Las estadísticas norteamericanas afirman que hoy en día la población blanca, de los Estados Unidos, “educada”, con un ingreso medio (que hoy en día ya no es tan medio) ha dejado de fumar, manteniéndose el hábito entre las minorías, los pobres y un número creciente de jóvenes estudiantes.
Fue en 2001 que fui a vivir a Dorchester, un pequeño poblado en el sureste de Inglaterra. Hermosas laderas, árboles por todos lados, y un eterno cielo azul (excepto en invierno que a mí me parece que es casi siempre). Ingresé a la universidad para mejorar mi inglés, pero pronto descubrí que era un cuartel general de salud pública. Defensores del trote, los aerobics, el rugby, el cricket y la comida sana macrobiótica, vegetariana, ayurvédica etc. etc. me hicieron comprender que mi presencia era algo así como una amenaza mortal.
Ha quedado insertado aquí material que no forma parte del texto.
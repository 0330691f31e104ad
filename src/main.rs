use bursawatch::api::yahoo::YahooChartSource;
use bursawatch::config::Config;
use bursawatch::engine::types::format_price;
use bursawatch::engine::{AlertStateStore, HistoryLog, ThresholdStore};
use bursawatch::monitor::{self, MonitoringCycle, Ticker};
use bursawatch::notify::{
    EmailChannel, NotificationChannel, NotificationDispatcher, TelegramChannel,
};
use env_logger::Builder;
use log::{info, LevelFilter};
use std::error::Error;
use std::io::Write;
use std::sync::Arc;

#[tokio::main]
async fn main() -> Result<(), Box<dyn Error + Send + Sync>> {
    // Configure logger
    Builder::new()
        .filter_level(LevelFilter::Info)
        .filter_module("bursawatch", LevelFilter::Debug)
        .filter_module("reqwest", LevelFilter::Warn)
        .parse_default_env() // RUST_LOG wins over the defaults above
        .format(|buf, record| {
            let ts = chrono::Local::now().format("%H:%M:%S%.3f");
            writeln!(
                buf,
                "[{} {:<5} {}] {}",
                ts,
                record.level(),
                record.target(),
                record.args()
            )
        })
        .target(env_logger::Target::Stderr)
        .init();

    info!("Starting Bursa stock monitor...");

    // Missing or broken thresholds refuse to start.
    let config = Config::from_env()?;
    let thresholds = ThresholdStore::load(&config.thresholds_path)?;

    let state_store = AlertStateStore::new(config.alert_state_path());
    state_store.ensure_exists()?;
    let history = HistoryLog::new(config.history_path());
    history.ensure_exists()?;
    if let Some(last) = history.recent(1)?.pop() {
        info!(
            "Last recorded sample: {} {} at {}",
            last.symbol,
            format_price(last.price),
            last.timestamp
        );
    }

    let timeout = config.monitor.http_timeout;
    let digest: Option<Arc<dyn NotificationChannel>> = match &config.email {
        Some(email) => Some(Arc::new(EmailChannel::new(email, timeout)?)),
        None => None,
    };
    let direct: Option<Arc<dyn NotificationChannel>> = match &config.telegram {
        Some(telegram) => Some(Arc::new(TelegramChannel::new(telegram, timeout)?)),
        None => None,
    };

    let cycle = Arc::new(MonitoringCycle::new(
        thresholds,
        Arc::new(YahooChartSource::new(timeout)?),
        state_store,
        history,
        NotificationDispatcher::new(digest, direct),
        &config.monitor,
    ));

    info!(
        "Monitoring every {} minutes (cooldown {} minutes)",
        config.monitor.check_interval.as_secs() / 60,
        config.monitor.cooldown.num_minutes()
    );

    let (ticker, ticks) = Ticker::start(config.monitor.check_interval);
    let monitor_handle = tokio::spawn(monitor::run(cycle, ticks));

    tokio::signal::ctrl_c().await?;
    info!("Received shutdown signal (Ctrl+C), finishing current check...");
    ticker.stop();
    monitor_handle.await?;

    info!("Shutdown complete");
    Ok(())
}
use log::debug;
use std::time::Duration;
use tokio::sync::mpsc;
use tokio::task::JoinHandle;
use tokio::time::{self, Instant, MissedTickBehavior};

// First tick fires immediately. While the receiver is busy new ticks are
// dropped, never queued.
pub struct Ticker {
    handle: JoinHandle<()>,
}

impl Ticker {
    pub fn start(period: Duration) -> (Self, mpsc::Receiver<Instant>) {
        let (tx, rx) = mpsc::channel(1);
        let handle = tokio::spawn(async move {
            let mut interval = time::interval(period);
            interval.set_missed_tick_behavior(MissedTickBehavior::Skip);
            loop {
                let at = interval.tick().await;
                match tx.try_send(at) {
                    Ok(()) => {}
                    Err(mpsc::error::TrySendError::Full(_)) => {
                        debug!("Subscriber busy, tick dropped");
                    }
                    Err(mpsc::error::TrySendError::Closed(_)) => break,
                }
            }
        });
        (Self { handle }, rx)
    }

    pub fn stop(&self) {
        self.handle.abort();
    }
}

impl Drop for Ticker {
    fn drop(&mut self) {
        self.handle.abort();
    }
}
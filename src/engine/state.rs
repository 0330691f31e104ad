use super::types::{format_timestamp, AlertKind, Symbol};
use crate::error::Result;
use chrono::NaiveDateTime;
use log::info;
use serde::{Deserialize, Serialize};
use std::collections::BTreeMap;
use std::fs;
use std::path::{Path, PathBuf};

#[derive(Debug, Clone, Default, PartialEq, Serialize, Deserialize)]
pub struct KindStamps {
    #[serde(rename = "UP", default, skip_serializing_if = "Option::is_none")]
    pub up: Option<String>,
    #[serde(rename = "DOWN", default, skip_serializing_if = "Option::is_none")]
    pub down: Option<String>,
}

impl KindStamps {
    fn get(&self, kind: AlertKind) -> Option<&str> {
        match kind {
            AlertKind::Up => self.up.as_deref(),
            AlertKind::Down => self.down.as_deref(),
        }
    }

    fn slot(&mut self, kind: AlertKind) -> &mut Option<String> {
        match kind {
            AlertKind::Up => &mut self.up,
            AlertKind::Down => &mut self.down,
        }
    }
}

#[derive(Debug, Clone, Default, PartialEq, Serialize, Deserialize)]
#[serde(transparent)]
pub struct AlertState(BTreeMap<String, KindStamps>);

impl AlertState {
    pub fn last_fired(&self, symbol: &Symbol, kind: AlertKind) -> Option<&str> {
        self.0.get(symbol.as_str()).and_then(|s| s.get(kind))
    }

    pub fn record(&mut self, symbol: &Symbol, kind: AlertKind, at: NaiveDateTime) {
        self.set_raw(symbol, kind, format_timestamp(&at));
    }

    pub fn set_raw(&mut self, symbol: &Symbol, kind: AlertKind, stamp: String) {
        *self
            .0
            .entry(symbol.as_str().to_string())
            .or_default()
            .slot(kind) = Some(stamp);
    }

    pub fn len(&self) -> usize {
        self.0.len()
    }

    pub fn is_empty(&self) -> bool {
        self.0.is_empty()
    }
}

#[derive(Debug, Clone)]
pub struct AlertStateStore {
    path: PathBuf,
}

impl AlertStateStore {
    pub fn new(path: impl Into<PathBuf>) -> Self {
        Self { path: path.into() }
    }

    pub fn path(&self) -> &Path {
        &self.path
    }

    pub fn ensure_exists(&self) -> Result<()> {
        if !self.path.exists() {
            if let Some(parent) = self.path.parent() {
                fs::create_dir_all(parent)?;
            }
            fs::write(&self.path, "{}")?;
            info!("Created new alert tracking file: {}", self.path.display());
        }
        Ok(())
    }

    pub fn load(&self) -> Result<AlertState> {
        if !self.path.exists() {
            return Ok(AlertState::default());
        }
        let raw = fs::read_to_string(&self.path)?;
        if raw.trim().is_empty() {
            return Ok(AlertState::default());
        }
        Ok(serde_json::from_str(&raw)?)
    }

    // Full snapshot via temp file + rename
    pub fn save(&self, state: &AlertState) -> Result<()> {
        let json = serde_json::to_string_pretty(state)?;
        let tmp = self.path.with_extension("json.tmp");
        fs::write(&tmp, json)?;
        fs::rename(&tmp, &self.path)?;
        Ok(())
    }
}
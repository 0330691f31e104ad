use super::state::AlertState;
use super::types::{parse_timestamp, AlertKind, Symbol};
use chrono::{Duration, NaiveDateTime};
use log::{debug, warn};

// Unreadable stored timestamps fail open.
pub fn permit(
    symbol: &Symbol,
    kind: AlertKind,
    state: &AlertState,
    now: NaiveDateTime,
    cooldown: Duration,
) -> bool {
    let last = match state.last_fired(symbol, kind) {
        Some(raw) => raw,
        None => return true,
    };

    let last_time = match parse_timestamp(last) {
        Some(t) => t,
        None => {
            warn!(
                "Invalid timestamp '{}' for {} {}, allowing alert",
                last, symbol, kind
            );
            return true;
        }
    };

    if now.signed_duration_since(last_time) >= cooldown {
        true
    } else {
        debug!("Alert for {} {} skipped (cooldown period)", symbol, kind);
        false
    }
}

#[cfg(test)]
mod tests {
    use super::*;
    use crate::engine::types::parse_timestamp;

    fn sym() -> Symbol {
        Symbol::parse("5285.KL").unwrap()
    }

    fn t(raw: &str) -> NaiveDateTime {
        parse_timestamp(raw).unwrap()
    }

    fn hour() -> Duration {
        Duration::hours(1)
    }

    #[test]
    fn permits_when_never_fired() {
        let state = AlertState::default();
        assert!(permit(&sym(), AlertKind::Up, &state, t("2024-03-01 10:00:00"), hour()));
    }

    #[test]
    fn denies_inside_window_and_permits_at_boundary() {
        let mut state = AlertState::default();
        state.record(&sym(), AlertKind::Up, t("2024-03-01 10:00:00"));
        let cooldown = Duration::minutes(60);

        assert!(!permit(&sym(), AlertKind::Up, &state, t("2024-03-01 10:10:00"), cooldown));
        assert!(!permit(&sym(), AlertKind::Up, &state, t("2024-03-01 10:59:59"), cooldown));
        assert!(permit(&sym(), AlertKind::Up, &state, t("2024-03-01 11:00:00"), cooldown));
        assert!(permit(&sym(), AlertKind::Up, &state, t("2024-03-02 09:00:00"), cooldown));
    }

    #[test]
    fn kinds_cool_down_independently() {
        let mut state = AlertState::default();
        state.record(&sym(), AlertKind::Up, t("2024-03-01 10:00:00"));
        assert!(permit(&sym(), AlertKind::Down, &state, t("2024-03-01 10:05:00"), hour()));
    }

    #[test]
    fn unparsable_timestamp_fails_open() {
        let mut state = AlertState::default();
        state.set_raw(&sym(), AlertKind::Down, "not-a-time".to_string());
        assert!(permit(&sym(), AlertKind::Down, &state, t("2024-03-01 10:00:00"), hour()));
    }
}
use crate::api::PriceSource;
use crate::config::MonitorConfig;
use crate::engine::types::{format_price, AlertEvent, PriceSample};
use crate::engine::{evaluate, AlertState, AlertStateStore, HistoryLog, ThresholdStore};
use crate::notify::{DispatchReport, NotificationDispatcher};
use chrono::{Local, NaiveDateTime};
use futures::future::join_all;
use log::{error, info, warn};
use std::sync::atomic::{AtomicBool, Ordering};
use std::sync::Arc;

#[derive(Debug, Clone, PartialEq)]
pub struct CycleReport {
    pub sampled: usize,
    pub skipped_invalid: usize,
    pub fetch_failures: usize,
    pub alerts: Vec<AlertEvent>,
    pub state_persisted: bool,
    pub dispatch: Option<DispatchReport>,
}

#[derive(Debug, Clone, PartialEq)]
pub enum CycleOutcome {
    Completed(CycleReport),
    // Previous cycle still running
    Skipped,
}

struct RunningGuard<'a>(&'a AtomicBool);

impl Drop for RunningGuard<'_> {
    fn drop(&mut self) {
        self.0.store(false, Ordering::Release);
    }
}

pub struct MonitoringCycle {
    thresholds: ThresholdStore,
    source: Arc<dyn PriceSource>,
    state_store: AlertStateStore,
    history: HistoryLog,
    dispatcher: NotificationDispatcher,
    cooldown: chrono::Duration,
    max_history_bytes: u64,
    running: AtomicBool,
}

impl MonitoringCycle {
    pub fn new(
        thresholds: ThresholdStore,
        source: Arc<dyn PriceSource>,
        state_store: AlertStateStore,
        history: HistoryLog,
        dispatcher: NotificationDispatcher,
        settings: &MonitorConfig,
    ) -> Self {
        Self {
            thresholds,
            source,
            state_store,
            history,
            dispatcher,
            cooldown: settings.cooldown,
            max_history_bytes: settings.max_csv_bytes,
            running: AtomicBool::new(false),
        }
    }

    pub fn is_running(&self) -> bool {
        self.running.load(Ordering::Acquire)
    }

    pub async fn run_once(&self) -> CycleOutcome {
        self.run_at(Local::now().naive_local()).await
    }

    pub async fn run_at(&self, now: NaiveDateTime) -> CycleOutcome {
        if self
            .running
            .compare_exchange(false, true, Ordering::AcqRel, Ordering::Acquire)
            .is_err()
        {
            warn!("Previous cycle still running, dropping timer fire");
            return CycleOutcome::Skipped;
        }
        let _guard = RunningGuard(&self.running);
        CycleOutcome::Completed(self.execute(now).await)
    }

    async fn execute(&self, now: NaiveDateTime) -> CycleReport {
        info!("Starting stock price check...");

        self.thresholds.reload();
        if let Err(e) = self.history.rotate_if_needed(self.max_history_bytes) {
            error!("History rotation failed for {}: {}", self.history.path().display(), e);
        }

        let mut state = match self.state_store.load() {
            Ok(state) => state,
            Err(e) => {
                error!(
                    "Error loading alerts file {}: {}, starting from empty state",
                    self.state_store.path().display(),
                    e
                );
                AlertState::default()
            }
        };

        let (symbols, skipped_invalid) = self.thresholds.validated();

        // Fetches run concurrently; everything touching `state` below runs
        // sequentially.
        let fetches = symbols.iter().map(|(symbol, _)| self.source.fetch_latest(symbol));
        let prices = join_all(fetches).await;

        let mut report = CycleReport {
            sampled: 0,
            skipped_invalid,
            fetch_failures: 0,
            alerts: Vec::new(),
            state_persisted: false,
            dispatch: None,
        };

        for ((symbol, threshold), fetched) in symbols.iter().zip(prices) {
            let price = match fetched {
                Ok(price) => price,
                Err(e) => {
                    error!("Failed to fetch {} price: {}", symbol, e);
                    report.fetch_failures += 1;
                    continue;
                }
            };
            info!("{} price: {}", symbol, format_price(price));
            report.sampled += 1;

            let sample = PriceSample {
                symbol: symbol.clone(),
                price,
                timestamp: now,
            };
            if let Err(e) = self.history.append(&sample) {
                error!("Failed to record {} in history: {}", symbol, e);
            }

            let fired = evaluate(symbol, price, threshold, &mut state, now, self.cooldown);
            report.alerts.extend(fired);
        }

        match self.state_store.save(&state) {
            Ok(()) => report.state_persisted = true,
            Err(e) => error!(
                "FAILED TO PERSIST ALERT STATE to {}: {} (duplicate alerts possible next cycle)",
                self.state_store.path().display(),
                e
            ),
        }

        if report.alerts.is_empty() {
            info!("No alerts triggered");
        } else {
            report.dispatch = Some(self.dispatcher.dispatch(&report.alerts).await);
        }

        info!(
            "Check finished: {} sampled, {} invalid, {} fetch failures, {} alerts",
            report.sampled,
            report.skipped_invalid,
            report.fetch_failures,
            report.alerts.len()
        );
        report
    }
}
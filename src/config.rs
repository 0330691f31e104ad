use crate::error::{MonitorError, Result};
use log::warn;
use std::env;
use std::path::PathBuf;
use std::str::FromStr;
use std::time::Duration;

#[derive(Debug, Clone)]
pub struct EmailConfig {
    pub smtp_server: String,
    pub smtp_port: u16,
    pub address: String,
    pub password: String,
    // Defaults to `address`
    pub recipient: String,
}

#[derive(Debug, Clone)]
pub struct TelegramConfig {
    pub bot_token: String,
    pub chat_id: String,
    pub api_url: String,
}

#[derive(Debug, Clone)]
pub struct MonitorConfig {
    pub check_interval: Duration,
    pub cooldown: chrono::Duration,
    pub max_csv_bytes: u64,
    pub http_timeout: Duration,
}

#[derive(Debug, Clone)]
pub struct Config {
    // `None` disables the channel
    pub email: Option<EmailConfig>,
    pub telegram: Option<TelegramConfig>,
    pub monitor: MonitorConfig,
    pub thresholds_path: PathBuf,
    pub data_dir: PathBuf,
}

impl Config {
    pub fn from_env() -> Result<Self> {
        dotenv::dotenv().ok(); // Don't fail if .env doesn't exist
        Self::from_lookup(|key| env::var(key).ok())
    }

    pub fn from_lookup<F>(lookup: F) -> Result<Self>
    where
        F: Fn(&str) -> Option<String>,
    {
        let get = |key: &str| lookup(key).filter(|v| !v.trim().is_empty());

        let email = match (get("EMAIL_ADDRESS"), get("EMAIL_PASSWORD")) {
            (Some(address), Some(password)) => Some(EmailConfig {
                smtp_server: get("SMTP_SERVER").unwrap_or_else(|| "smtp.gmail.com".to_string()),
                smtp_port: parse_or(&get, "SMTP_PORT", 587)?,
                recipient: get("EMAIL_TO").unwrap_or_else(|| address.clone()),
                address,
                password,
            }),
            _ => {
                warn!("EMAIL_ADDRESS/EMAIL_PASSWORD not set, email alerts disabled");
                None
            }
        };

        let telegram = match (get("TELEGRAM_BOT_TOKEN"), get("TELEGRAM_CHAT_ID")) {
            (Some(bot_token), Some(chat_id)) => Some(TelegramConfig {
                bot_token,
                chat_id,
                api_url: get("TELEGRAM_API_URL")
                    .unwrap_or_else(|| "https://api.telegram.org".to_string()),
            }),
            _ => {
                warn!("TELEGRAM_BOT_TOKEN/TELEGRAM_CHAT_ID not set, Telegram alerts disabled");
                None
            }
        };

        let interval_minutes: u64 = parse_or(&get, "CHECK_INTERVAL_MINUTES", 5)?;
        let check_interval = interval_minutes
            .checked_mul(60)
            .filter(|_| interval_minutes >= 1)
            .map(Duration::from_secs)
            .ok_or_else(|| out_of_range("CHECK_INTERVAL_MINUTES", interval_minutes))?;

        let cooldown = match get("ALERT_COOLDOWN_MINUTES") {
            Some(_) => cooldown_from(
                "ALERT_COOLDOWN_MINUTES",
                parse_or(&get, "ALERT_COOLDOWN_MINUTES", 60)?,
                chrono::Duration::try_minutes,
            )?,
            None => cooldown_from(
                "ALERT_COOLDOWN_HOURS",
                parse_or(&get, "ALERT_COOLDOWN_HOURS", 1)?,
                chrono::Duration::try_hours,
            )?,
        };

        let max_csv_mb: u64 = parse_or(&get, "MAX_CSV_SIZE_MB", 10)?;
        let max_csv_bytes = max_csv_mb
            .checked_mul(1024 * 1024)
            .ok_or_else(|| out_of_range("MAX_CSV_SIZE_MB", max_csv_mb))?;

        let timeout_secs: u64 = parse_or(&get, "HTTP_TIMEOUT_SECS", 10)?;
        if timeout_secs == 0 {
            return Err(out_of_range("HTTP_TIMEOUT_SECS", timeout_secs));
        }

        Ok(Self {
            email,
            telegram,
            monitor: MonitorConfig {
                check_interval,
                cooldown,
                max_csv_bytes,
                http_timeout: Duration::from_secs(timeout_secs),
            },
            thresholds_path: get("THRESHOLDS_PATH")
                .map(PathBuf::from)
                .unwrap_or_else(|| PathBuf::from("thresholds.json")),
            data_dir: get("DATA_DIR")
                .map(PathBuf::from)
                .unwrap_or_else(|| PathBuf::from("data")),
        })
    }

    pub fn alert_state_path(&self) -> PathBuf {
        self.data_dir.join("last_alerts.json")
    }

    pub fn history_path(&self) -> PathBuf {
        self.data_dir.join("history.csv")
    }
}

fn parse_or<T, G>(get: &G, key: &str, default: T) -> Result<T>
where
    T: FromStr,
    G: Fn(&str) -> Option<String>,
{
    match get(key) {
        Some(raw) => raw.trim().parse().map_err(|_| {
            MonitorError::ConfigError(format!("{} has invalid value '{}'", key, raw))
        }),
        None => Ok(default),
    }
}

fn cooldown_from(
    key: &str,
    value: i64,
    build: fn(i64) -> Option<chrono::Duration>,
) -> Result<chrono::Duration> {
    if value < 0 {
        return Err(out_of_range(key, value));
    }
    build(value).ok_or_else(|| out_of_range(key, value))
}

fn out_of_range(key: &str, value: impl std::fmt::Display) -> MonitorError {
    MonitorError::ConfigError(format!("{} is out of range: {}", key, value))
}
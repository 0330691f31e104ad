use super::{NotificationChannel, OutboundMessage};
use crate::config::TelegramConfig;
use crate::error::{MonitorError, Result};
use async_trait::async_trait;
use log::info;
use reqwest::Client;
use std::time::Duration;

pub struct TelegramChannel {
    url: String,
    chat_id: String,
    client: Client,
}

impl TelegramChannel {
    pub fn new(config: &TelegramConfig, timeout: Duration) -> Result<Self> {
        let client = Client::builder().timeout(timeout).build()?;
        Ok(Self {
            url: format!(
                "{}/bot{}/sendMessage",
                config.api_url.trim_end_matches('/'),
                config.bot_token
            ),
            chat_id: config.chat_id.clone(),
            client,
        })
    }
}

#[async_trait]
impl NotificationChannel for TelegramChannel {
    fn name(&self) -> &str {
        "telegram"
    }

    async fn deliver(&self, message: &OutboundMessage) -> Result<()> {
        let params = [("chat_id", self.chat_id.as_str()), ("text", message.body.as_str())];
        // The URL carries the bot token; keep it out of errors and logs.
        let response = self
            .client
            .post(&self.url)
            .form(&params)
            .send()
            .await
            .map_err(|e| MonitorError::from(e.without_url()))?;

        if !response.status().is_success() {
            let status = response.status();
            let body = response
                .text()
                .await
                .unwrap_or_else(|_| "Unknown error".to_string());
            return Err(MonitorError::RemoteError {
                service: "telegram".to_string(),
                reason: format!("{}: {}", status, body),
            });
        }

        let preview: String = message.body.chars().take(50).collect();
        info!("Telegram message sent: {}...", preview);
        Ok(())
    }
}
Recuerdo que me encontraba un día en una reunión informal. Ante un grupo de curiosos di mi opinión acerca del conflicto árabe israelí. Con un vaso de agua. Haciendo esfuerzos sobrehumanos para verme educada. Hasta que no pude aguantar más. Con un rápido movimiento encendí el cigarro, que había permanecido escondido como una cucaracha en mi bolso. Un súbito rumor de cataclismo y los ojos de espanto de los ingleses que me rodeaban, es todo lo que puedo recordar. En un minuto la sala quedó casi vacía. Ya no les interesaban ni los árabes, ni los judíos, ni el conflicto. Solo salvarse de mí.
Hace dos meses leí que un comerciante en Londres fue asesinado con su cigarro en la boca por una banda de malhechores que “simplemente” habían entrado a su residencia para robar. Los asesinos, armados de cachiporras, odiaban el humo y todos compartían la “virtud” de no fumar.
La verdad es que los pobres fumadores nos defendemos como podemos.
Rodeada por calles, avenidas y parques sin fumador alguno, me siento con frecuencia miembro de una especie en vías de extinción.